Thursday 25 September 2014


Now that we've met the parents
 (Sherlock Meta by ibelieveinmycroft)

Anonymous: I know you need time to mull it over, and I'm unlikely to be the first to ask this: what do you think of Mycroft and Sherlock's childhood, now that you've met their parents? No wonder they are constantly upsetting mummy!

ibelieveinmycroft: I loved that moment! They’re so delightfully ordinary, it makes their boys seem even stranger. I hope they crop up again at, say, a family dinner, so we can see the family dynamic.

Mark Gatiss once described the Holmes brothers as growing up like “hothouse flowers,” and I think this depiction of their parents and the revelations in this episode sit rather well with that.
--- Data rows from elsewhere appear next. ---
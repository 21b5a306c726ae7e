//! Session record and related types

use chrono::{DateTime, Utc};
use serde::{Deserialize, Serialize};
use serde_json::{Map, Value};

use crate::reconcile::{PerformanceMetrics, SyncResult};

/// Persisted state for one project directory
#[derive(Debug, Clone, PartialEq, Serialize, Deserialize)]
#[serde(rename_all = "camelCase")]
pub struct SessionRecord {
    pub session_id: String,
    pub last_updated: DateTime<Utc>,
    #[serde(default, skip_serializing_if = "Option::is_none")]
    pub project_entity_cache: Option<ProjectEntityCache>,
    #[serde(default, skip_serializing_if = "Option::is_none")]
    pub metadata: Option<Map<String, Value>>,
}

impl SessionRecord {
    pub fn new(session_id: impl Into<String>) -> Self {
        Self {
            session_id: session_id.into(),
            last_updated: Utc::now(),
            project_entity_cache: None,
            metadata: None,
        }
    }

    pub fn with_cache(mut self, cache: ProjectEntityCache) -> Self {
        self.project_entity_cache = Some(cache);
        self
    }

    pub fn with_metadata(mut self, key: impl Into<String>, value: impl Into<Value>) -> Self {
        self.metadata
            .get_or_insert_with(Map::new)
            .insert(key.into(), value.into());
        self
    }

    /// When the current session last completed a reconciliation
    pub fn last_processed(&self) -> Option<DateTime<Utc>> {
        self.project_entity_cache
            .as_ref()
            .and_then(|cache| cache.last_processed)
    }
}

/// Last reconciliation outcome for the project
///
/// Every field is optional so the same shape serves as a partial in
/// [`SessionUpdate`].
#[derive(Debug, Clone, Default, PartialEq, Serialize, Deserialize)]
#[serde(rename_all = "camelCase")]
pub struct ProjectEntityCache {
    #[serde(default, skip_serializing_if = "Option::is_none")]
    pub last_processed: Option<DateTime<Utc>>,
    #[serde(default, skip_serializing_if = "Option::is_none")]
    pub success: Option<bool>,
    #[serde(default, skip_serializing_if = "Option::is_none")]
    pub technologies_detected: Option<usize>,
    /// Summary of the project entity that was submitted
    #[serde(default, skip_serializing_if = "Option::is_none")]
    pub project_entity: Option<String>,
    #[serde(default, skip_serializing_if = "Option::is_none")]
    pub technologies: Option<Vec<String>>,
    /// Number of facts asserted
    #[serde(default, skip_serializing_if = "Option::is_none")]
    pub relationships: Option<usize>,
    #[serde(default, skip_serializing_if = "Option::is_none")]
    pub performance: Option<PerformanceMetrics>,
    #[serde(default, skip_serializing_if = "Option::is_none")]
    pub errors: Option<Vec<String>>,
}

/// Partial update applied by `SessionCache::update`
#[derive(Debug, Clone, Default, PartialEq, Serialize)]
#[serde(rename_all = "camelCase")]
pub struct SessionUpdate {
    #[serde(skip_serializing_if = "Option::is_none")]
    pub session_id: Option<String>,
    #[serde(skip_serializing_if = "Option::is_none")]
    pub project_entity_cache: Option<ProjectEntityCache>,
    #[serde(skip_serializing_if = "Option::is_none")]
    pub metadata: Option<Map<String, Value>>,
}

impl SessionUpdate {
    pub fn new() -> Self {
        Self::default()
    }

    pub fn session(mut self, session_id: impl Into<String>) -> Self {
        self.session_id = Some(session_id.into());
        self
    }

    pub fn cache(mut self, cache: ProjectEntityCache) -> Self {
        self.project_entity_cache = Some(cache);
        self
    }

    pub fn metadata(mut self, key: impl Into<String>, value: impl Into<Value>) -> Self {
        self.metadata
            .get_or_insert_with(Map::new)
            .insert(key.into(), value.into());
        self
    }
}

/// What a reconciliation produced, as recorded by `mark_processed`
#[derive(Debug, Clone, Default, PartialEq)]
pub struct ProcessingOutcome {
    pub success: bool,
    pub technologies_detected: Option<usize>,
    pub project_entity: Option<String>,
    pub technologies: Option<Vec<String>>,
    pub relationships: Option<usize>,
    pub performance: Option<PerformanceMetrics>,
    pub errors: Vec<String>,
}

impl ProcessingOutcome {
    pub fn succeeded() -> Self {
        Self {
            success: true,
            ..Default::default()
        }
    }

    pub fn failed(error: impl Into<String>) -> Self {
        Self {
            success: false,
            errors: vec![error.into()],
            ..Default::default()
        }
    }

    pub fn from_sync(result: &SyncResult) -> Self {
        Self {
            success: result.success,
            technologies_detected: Some(result.technologies_detected),
            project_entity: result
                .project_entity
                .as_ref()
                .map(|entity| entity.summary.clone()),
            technologies: Some(result.technologies.clone()),
            relationships: Some(result.relationships.len()),
            performance: Some(result.performance),
            errors: result.error.iter().cloned().collect(),
        }
    }

    /// Cache entry for this outcome, processed at `at`
    pub fn into_cache(self, at: DateTime<Utc>) -> ProjectEntityCache {
        ProjectEntityCache {
            last_processed: Some(at),
            success: Some(self.success),
            technologies_detected: self.technologies_detected,
            project_entity: self.project_entity,
            technologies: self.technologies,
            relationships: self.relationships,
            performance: self.performance,
            errors: if self.errors.is_empty() {
                None
            } else {
                Some(self.errors)
            },
        }
    }
}

#[cfg(test)]
mod tests {
    use super::*;
    use crate::graph::{GraphEntity, Predicate, ProjectRelationship};

    #[test]
    fn test_record_serializes_camel_case_without_absent_fields() {
        let record = SessionRecord::new("s1");
        let value = serde_json::to_value(&record).unwrap();
        let object = value.as_object().unwrap();

        assert!(object.contains_key("sessionId"));
        assert!(object.contains_key("lastUpdated"));
        assert!(!object.contains_key("projectEntityCache"));
        assert!(!object.contains_key("metadata"));
    }

    #[test]
    fn test_record_requires_session_id_and_timestamp() {
        let missing_id = r#"{"lastUpdated":"2026-01-01T00:00:00Z"}"#;
        assert!(serde_json::from_str::<SessionRecord>(missing_id).is_err());

        let missing_ts = r#"{"sessionId":"s1"}"#;
        assert!(serde_json::from_str::<SessionRecord>(missing_ts).is_err());
    }

    #[test]
    fn test_outcome_from_sync() {
        let result = SyncResult {
            success: true,
            project_entity: Some(GraphEntity::new("widget", "widget is a repository")),
            relationships: vec![
                ProjectRelationship::new("dev", Predicate::WorksOn, "widget"),
                ProjectRelationship::new("widget", Predicate::Uses, "Rust"),
            ],
            technologies: vec!["Rust".into()],
            technologies_detected: 1,
            ..Default::default()
        };

        let outcome = ProcessingOutcome::from_sync(&result);
        assert!(outcome.success);
        assert_eq!(outcome.relationships, Some(2));
        assert_eq!(outcome.project_entity.as_deref(), Some("widget is a repository"));
        assert!(outcome.errors.is_empty());

        let cache = outcome.into_cache(Utc::now());
        assert!(cache.last_processed.is_some());
        assert_eq!(cache.success, Some(true));
        assert!(cache.errors.is_none());
    }

    #[test]
    fn test_failed_outcome_keeps_error() {
        let cache = ProcessingOutcome::failed("store down").into_cache(Utc::now());
        assert_eq!(cache.success, Some(false));
        assert_eq!(cache.errors, Some(vec!["store down".to_string()]));
    }
}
As Mycroft and Sherlock both thought Sherlock an idiot until they met other children, and Mycroft is seven years Sherlock’s senior, they must have been left on their own for a long time. Home-schooled, is likely then, and their home is probably quite remote. I’m still clinging on to the image of the rural country manor, with two mad, brilliant boys rattling around inside it, pouring through the books in their library, roaming the woods and conducting experiments on insects, educating themselves and each other rather than deigning to be taught.
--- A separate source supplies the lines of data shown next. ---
//! Error types for Mnemo

use thiserror::Error;

/// Result type alias using Mnemo's Error
pub type Result<T> = std::result::Result<T, Error>;

/// Mnemo error types with helpful messages and suggestions
#[derive(Error, Debug)]
pub enum Error {
    // Detection errors (E001-E099)
    #[error("Project detection failed: {0}")]
    Detection(String),

    #[error("Path '{0}' is not a recognizable project root.")]
    NotAProject(String),

    // Graph store errors (E100-E199)
    #[error("Graph service error: {0}")]
    Service(String),

    #[error("Network error: {0}. Check your internet connection.")]
    Network(#[from] reqwest::Error),

    #[error("Graph service rejected the credentials (HTTP {0}). Check MNEMO_API_KEY.")]
    Unauthorized(u16),

    // Session cache errors (E200-E299)
    #[error("Session cache unreadable: {0}")]
    CacheRead(String),

    #[error("Session cache write failed: {0}")]
    CacheWrite(String),

    // Config errors (E600-E699)
    #[error("Configuration error: {0}")]
    Config(String),

    // Input errors (E800-E899)
    #[error("Invalid input: {0}")]
    InvalidInput(String),

    #[error(transparent)]
    Serialization(#[from] serde_json::Error),

    #[error(transparent)]
    Io(#[from] std::io::Error),
}

impl Error {
    /// Get error code for this error type
    pub fn code(&self) -> &'static str {
        match self {
            Self::Detection(_) => "E001",
            Self::NotAProject(_) => "E002",
            Self::Service(_) => "E100",
            Self::Network(_) => "E101",
            Self::Unauthorized(_) => "E102",
            Self::CacheRead(_) => "E200",
            Self::CacheWrite(_) => "E201",
            Self::Config(_) => "E600",
            Self::InvalidInput(_) => "E800",
            Self::Serialization(_) | Self::Io(_) => "E9999",
        }
    }

    /// Get suggestion for how to fix this error
    pub fn suggestion(&self) -> Option<String> {
        match self {
            Self::NotAProject(path) => {
                Some(format!("Run from a project directory instead of {}", path))
            }
            Self::Network(_) => Some("Check internet connection".to_string()),
            Self::Unauthorized(_) => Some("export MNEMO_API_KEY=<key>".to_string()),
            Self::Config(_) => Some("Check ~/.config/mnemo/config.toml".to_string()),
            _ => None,
        }
    }

    /// Whether the error came from project or technology detection
    pub fn is_detection(&self) -> bool {
        matches!(self, Self::Detection(_) | Self::NotAProject(_))
    }

    /// Whether the error came from the remote graph store
    ///
    /// Callers may retry these on a later invocation; the engine never does.
    pub fn is_service(&self) -> bool {
        matches!(
            self,
            Self::Service(_) | Self::Network(_) | Self::Unauthorized(_)
        )
    }
}

#[cfg(test)]
mod tests {
    use super::*;

    #[test]
    fn test_detection_errors() {
        let error = Error::Detection("manifest unreadable".to_string());
        assert_eq!(error.code(), "E001");
        assert!(error.is_detection());
        assert!(!error.is_service());
        assert!(error.to_string().contains("manifest unreadable"));

        let error = Error::NotAProject("/tmp/nowhere".to_string());
        assert_eq!(error.code(), "E002");
        assert!(error.is_detection());
        assert!(error.suggestion().unwrap().contains("/tmp/nowhere"));
    }

    #[test]
    fn test_service_errors() {
        let error = Error::Service("empty response".to_string());
        assert_eq!(error.code(), "E100");
        assert!(error.is_service());
        assert_eq!(error.suggestion(), None);

        let error = Error::Unauthorized(401);
        assert_eq!(error.code(), "E102");
        assert!(error.is_service());
        assert!(error.to_string().contains("401"));
    }

    #[test]
    fn test_cache_errors() {
        let error = Error::CacheRead("missing sessionId".to_string());
        assert_eq!(error.code(), "E200");
        assert!(!error.is_service());
        assert!(!error.is_detection());
    }

    #[test]
    fn test_io_error_conversion() {
        let io = std::io::Error::new(std::io::ErrorKind::NotFound, "gone");
        let error: Error = io.into();
        assert_eq!(error.code(), "E9999");
        assert_eq!(error.suggestion(), None);
    }
}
Their parents allowed, even encouraged this, for years before trying to get their children to socialise more, and meet other children. That Sherlock was old enough to remember the event suggests that he was at least three or four and, thus, Mycroft had been allowed to remain alone for around ten or eleven years. It certainly seems that for a very long time they had no one else.
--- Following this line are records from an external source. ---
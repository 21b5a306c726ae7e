//! Per-project session cache
//!
//! One JSON document per project directory records which assistant session
//! last reconciled the project and what came of it. Reads never fail: a
//! missing, malformed or incomplete document is simply "no record".

use std::path::{Path, PathBuf};

use chrono::Utc;
use serde_json::{Map, Value};
use tokio::fs;
use tracing::{debug, warn};

use crate::config::SessionConfig;
use crate::error::{Error, Result};

use super::record::{ProcessingOutcome, SessionRecord, SessionUpdate};

/// Fields of the record that `update` merges key by key
const MERGED_FIELDS: [&str; 2] = ["projectEntityCache", "metadata"];

/// Reads and writes session records under project directories
#[derive(Debug, Clone, Default)]
pub struct SessionCache {
    config: SessionConfig,
}

impl SessionCache {
    pub fn new() -> Self {
        Self::default()
    }

    pub fn with_config(config: SessionConfig) -> Self {
        Self { config }
    }

    /// Where the record for `project` lives
    pub fn record_path(&self, project: &Path) -> PathBuf {
        project
            .join(&self.config.dir_name)
            .join(&self.config.file_name)
    }

    /// Read the record, or `None` when there is no usable one
    pub async fn read(&self, project: &Path) -> Option<SessionRecord> {
        match self.load(project).await {
            Ok(record) => record,
            Err(e) => {
                warn!(
                    path = %self.record_path(project).display(),
                    error = %e,
                    "Ignoring unreadable session record"
                );
                None
            }
        }
    }

    async fn load(&self, project: &Path) -> Result<Option<SessionRecord>> {
        let path = self.record_path(project);
        let content = match fs::read_to_string(&path).await {
            Ok(content) => content,
            Err(e) if e.kind() == std::io::ErrorKind::NotFound => {
                debug!(path = %path.display(), "No session record");
                return Ok(None);
            }
            Err(e) => return Err(Error::CacheRead(e.to_string())),
        };

        serde_json::from_str(&content)
            .map(Some)
            .map_err(|e| Error::CacheRead(e.to_string()))
    }

    /// Overwrite the record, stamping `lastUpdated`
    pub async fn write(&self, project: &Path, record: &SessionRecord) -> Result<SessionRecord> {
        let value = serde_json::to_value(record)?;
        self.persist(project, value).await
    }

    /// Merge `partial` into the current record and write the result
    ///
    /// Scalar fields override. `projectEntityCache` and `metadata` are merged
    /// one level deep, so keys the partial does not mention survive, except
    /// `lastProcessed`, which is dropped when the session id changes.
    pub async fn update(&self, project: &Path, partial: SessionUpdate) -> Result<SessionRecord> {
        let mut merged = match self.read(project).await {
            Some(current) => into_object(serde_json::to_value(current)?),
            None => Map::new(),
        };

        let partial = into_object(strip_nulls(serde_json::to_value(partial)?));

        // A new session has not processed anything yet
        let session_changed = match (merged.get("sessionId"), partial.get("sessionId")) {
            (Some(current), Some(incoming)) => current != incoming,
            _ => false,
        };
        if session_changed {
            if let Some(Value::Object(cache)) = merged.get_mut("projectEntityCache") {
                cache.remove("lastProcessed");
            }
        }

        for (key, incoming) in partial {
            let nested = MERGED_FIELDS.contains(&key.as_str());
            match (merged.get_mut(&key), incoming) {
                (Some(Value::Object(existing)), Value::Object(fields)) if nested => {
                    existing.extend(fields);
                }
                (_, incoming) => {
                    merged.insert(key, incoming);
                }
            }
        }

        if !merged.contains_key("sessionId") {
            return Err(Error::InvalidInput(
                "session update needs a sessionId when no record exists".to_string(),
            ));
        }

        self.persist(project, Value::Object(merged)).await
    }

    /// Whether reconciliation should run for `session_id`
    pub async fn should_process(&self, project: &Path, session_id: &str) -> bool {
        let Some(record) = self.read(project).await else {
            return true;
        };
        record.session_id != session_id || record.last_processed().is_none()
    }

    /// Record that `session_id` finished a reconciliation
    pub async fn mark_processed(
        &self,
        project: &Path,
        session_id: &str,
        outcome: ProcessingOutcome,
    ) -> Result<SessionRecord> {
        let update = SessionUpdate::new()
            .session(session_id)
            .cache(outcome.into_cache(Utc::now()));
        let record = self.update(project, update).await?;
        debug!(
            path = %project.display(),
            session_id = %record.session_id,
            "Session marked processed"
        );
        Ok(record)
    }

    async fn persist(&self, project: &Path, value: Value) -> Result<SessionRecord> {
        let mut object = into_object(strip_nulls(value));
        object.insert(
            "lastUpdated".to_string(),
            serde_json::to_value(Utc::now())?,
        );
        let value = Value::Object(object);

        let record: SessionRecord = serde_json::from_value(value.clone())
            .map_err(|e| Error::InvalidInput(format!("invalid session record: {}", e)))?;

        let path = self.record_path(project);
        if let Some(parent) = path.parent() {
            fs::create_dir_all(parent)
                .await
                .map_err(|e| Error::CacheWrite(format!("{}: {}", parent.display(), e)))?;
        }

        let content = serde_json::to_string_pretty(&value)?;
        let staging = path.with_extension("json.tmp");
        fs::write(&staging, content)
            .await
            .map_err(|e| Error::CacheWrite(format!("{}: {}", staging.display(), e)))?;
        fs::rename(&staging, &path)
            .await
            .map_err(|e| Error::CacheWrite(format!("{}: {}", path.display(), e)))?;

        debug!(path = %path.display(), "Session record written");
        Ok(record)
    }
}

/// Remove null values at every depth, including null array elements
pub fn strip_nulls(value: Value) -> Value {
    match value {
        Value::Object(map) => Value::Object(
            map.into_iter()
                .filter(|(_, v)| !v.is_null())
                .map(|(k, v)| (k, strip_nulls(v)))
                .collect(),
        ),
        Value::Array(items) => Value::Array(
            items
                .into_iter()
                .filter(|v| !v.is_null())
                .map(strip_nulls)
                .collect(),
        ),
        other => other,
    }
}

fn into_object(value: Value) -> Map<String, Value> {
    match value {
        Value::Object(map) => map,
        _ => Map::new(),
    }
}

#[cfg(test)]
mod tests {
    use super::*;
    use crate::reconcile::PerformanceMetrics;
    use crate::session::ProjectEntityCache;
    use serde_json::json;
    use tempfile::TempDir;

    fn setup() -> (TempDir, SessionCache) {
        (TempDir::new().unwrap(), SessionCache::new())
    }

    #[tokio::test]
    async fn test_session_gate_lifecycle() {
        let (dir, cache) = setup();
        let project = dir.path();

        assert!(cache.should_process(project, "s1").await);

        cache
            .mark_processed(project, "s1", ProcessingOutcome::succeeded())
            .await
            .unwrap();
        assert!(!cache.should_process(project, "s1").await);
        assert!(cache.should_process(project, "s2").await);
    }

    #[tokio::test]
    async fn test_new_session_via_update_reopens_gate() {
        let (dir, cache) = setup();
        let project = dir.path();

        cache
            .mark_processed(project, "s1", ProcessingOutcome::succeeded())
            .await
            .unwrap();
        let record = cache
            .update(project, SessionUpdate::new().session("s2"))
            .await
            .unwrap();

        assert_eq!(record.session_id, "s2");
        assert!(record.last_processed().is_none());
        // The previous outcome is still visible
        assert_eq!(record.project_entity_cache.unwrap().success, Some(true));
        assert!(cache.should_process(project, "s2").await);

        cache
            .mark_processed(project, "s2", ProcessingOutcome::succeeded())
            .await
            .unwrap();
        assert!(!cache.should_process(project, "s2").await);
    }

    #[tokio::test]
    async fn test_failed_outcome_also_closes_gate() {
        let (dir, cache) = setup();
        let record = cache
            .mark_processed(dir.path(), "s1", ProcessingOutcome::failed("store down"))
            .await
            .unwrap();

        assert_eq!(record.project_entity_cache.unwrap().success, Some(false));
        assert!(!cache.should_process(dir.path(), "s1").await);
    }

    #[tokio::test]
    async fn test_same_session_update_keeps_gate_closed() {
        let (dir, cache) = setup();
        let project = dir.path();

        cache
            .mark_processed(project, "s1", ProcessingOutcome::succeeded())
            .await
            .unwrap();
        cache
            .update(project, SessionUpdate::new().session("s1").metadata("k", "v"))
            .await
            .unwrap();

        assert!(!cache.should_process(project, "s1").await);
    }

    #[tokio::test]
    async fn test_record_without_processing_still_gates_open() {
        let (dir, cache) = setup();
        cache
            .write(dir.path(), &SessionRecord::new("s1"))
            .await
            .unwrap();

        assert!(cache.should_process(dir.path(), "s1").await);
    }

    #[tokio::test]
    async fn test_round_trip() {
        let (dir, cache) = setup();
        let record = SessionRecord::new("s1")
            .with_cache(ProjectEntityCache {
                success: Some(true),
                technologies: Some(vec!["Rust".into(), "TypeScript".into()]),
                performance: Some(PerformanceMetrics {
                    detection_time_ms: 5,
                    creation_time_ms: 7,
                    total_time_ms: 12,
                }),
                ..Default::default()
            })
            .with_metadata("editor", "zed");

        let written = cache.write(dir.path(), &record).await.unwrap();
        assert!(written.last_updated >= record.last_updated);

        let read = cache.read(dir.path()).await.unwrap();
        assert_eq!(read, written);
        assert_eq!(read.project_entity_cache, record.project_entity_cache);
        assert_eq!(read.metadata, record.metadata);
    }

    #[tokio::test]
    async fn test_nulls_never_reach_disk() {
        let (dir, cache) = setup();
        let record = SessionRecord::new("s1")
            .with_metadata("branch", Value::Null)
            .with_metadata("tags", json!(["a", null, {"x": null, "y": 1}]));

        cache.write(dir.path(), &record).await.unwrap();

        let raw = std::fs::read_to_string(cache.record_path(dir.path())).unwrap();
        assert!(!raw.contains("null"));

        let read = cache.read(dir.path()).await.unwrap();
        let metadata = read.metadata.unwrap();
        assert!(!metadata.contains_key("branch"));
        assert_eq!(metadata["tags"], json!(["a", {"y": 1}]));
    }

    #[tokio::test]
    async fn test_update_shallow_merges_nested_maps() {
        let (dir, cache) = setup();
        let project = dir.path();

        cache
            .update(
                project,
                SessionUpdate::new()
                    .session("s1")
                    .metadata("editor", "zed")
                    .cache(ProjectEntityCache {
                        technologies: Some(vec!["Rust".into()]),
                        ..Default::default()
                    }),
            )
            .await
            .unwrap();

        let record = cache
            .update(
                project,
                SessionUpdate::new()
                    .metadata("branch", "main")
                    .cache(ProjectEntityCache {
                        success: Some(true),
                        ..Default::default()
                    }),
            )
            .await
            .unwrap();

        assert_eq!(record.session_id, "s1");
        let metadata = record.metadata.unwrap();
        assert_eq!(metadata["editor"], json!("zed"));
        assert_eq!(metadata["branch"], json!("main"));

        let entity_cache = record.project_entity_cache.unwrap();
        assert_eq!(entity_cache.success, Some(true));
        assert_eq!(entity_cache.technologies, Some(vec!["Rust".to_string()]));
    }

    #[tokio::test]
    async fn test_update_is_idempotent() {
        let (dir, cache) = setup();
        let partial = SessionUpdate::new()
            .session("s1")
            .metadata("editor", "zed")
            .cache(ProjectEntityCache {
                technologies_detected: Some(2),
                ..Default::default()
            });

        let once = cache.update(dir.path(), partial.clone()).await.unwrap();
        let twice = cache.update(dir.path(), partial).await.unwrap();

        assert_eq!(once.session_id, twice.session_id);
        assert_eq!(once.project_entity_cache, twice.project_entity_cache);
        assert_eq!(once.metadata, twice.metadata);
    }

    #[tokio::test]
    async fn test_update_without_session_on_empty_cache_fails() {
        let (dir, cache) = setup();
        let err = cache
            .update(dir.path(), SessionUpdate::new().metadata("k", "v"))
            .await
            .unwrap_err();
        assert_eq!(err.code(), "E800");
        assert!(!cache.record_path(dir.path()).exists());
    }

    #[tokio::test]
    async fn test_malformed_and_incomplete_records_read_as_absent() {
        let (dir, cache) = setup();
        let path = cache.record_path(dir.path());
        std::fs::create_dir_all(path.parent().unwrap()).unwrap();

        std::fs::write(&path, "{not json").unwrap();
        assert!(cache.read(dir.path()).await.is_none());

        std::fs::write(&path, r#"{"sessionId":"s1"}"#).unwrap();
        assert!(cache.read(dir.path()).await.is_none());
        assert!(cache.should_process(dir.path(), "s1").await);
    }

    #[tokio::test]
    async fn test_deleted_record_reads_as_absent() {
        let (dir, cache) = setup();
        cache
            .mark_processed(dir.path(), "s1", ProcessingOutcome::succeeded())
            .await
            .unwrap();
        assert!(cache.read(dir.path()).await.is_some());

        std::fs::remove_file(cache.record_path(dir.path())).unwrap();
        assert!(cache.read(dir.path()).await.is_none());
        assert!(cache.should_process(dir.path(), "s1").await);
    }

    #[tokio::test]
    async fn test_custom_location() {
        let dir = TempDir::new().unwrap();
        let cache = SessionCache::with_config(SessionConfig {
            dir_name: ".state".into(),
            file_name: "gate.json".into(),
        });

        cache
            .write(dir.path(), &SessionRecord::new("s1"))
            .await
            .unwrap();
        assert!(dir.path().join(".state").join("gate.json").exists());
        assert!(!cache
            .record_path(dir.path())
            .with_extension("json.tmp")
            .exists());
    }

    #[test]
    fn test_strip_nulls_recursive() {
        let stripped = strip_nulls(json!({
            "a": null,
            "b": {"c": null, "d": [1, null, {"e": null}]},
            "f": "keep"
        }));
        assert_eq!(stripped, json!({"b": {"d": [1, {}]}, "f": "keep"}));
    }
}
I can see what upset Mummy - she had a rather odd set of boys that sprung from nowhere. Mycroft was long a cuckoo in the nest, until Sherlock came along. I think it likely that their parents never really understood their slightly odd sons, but accepted them. Though the constant bickering can’t have been easy to live with!

Their parents certainly loved them, and Sherlock and Mycroft evidently love their parents too. Who else could get the British Government himself to suffer through Les Mis other than a devoted mother!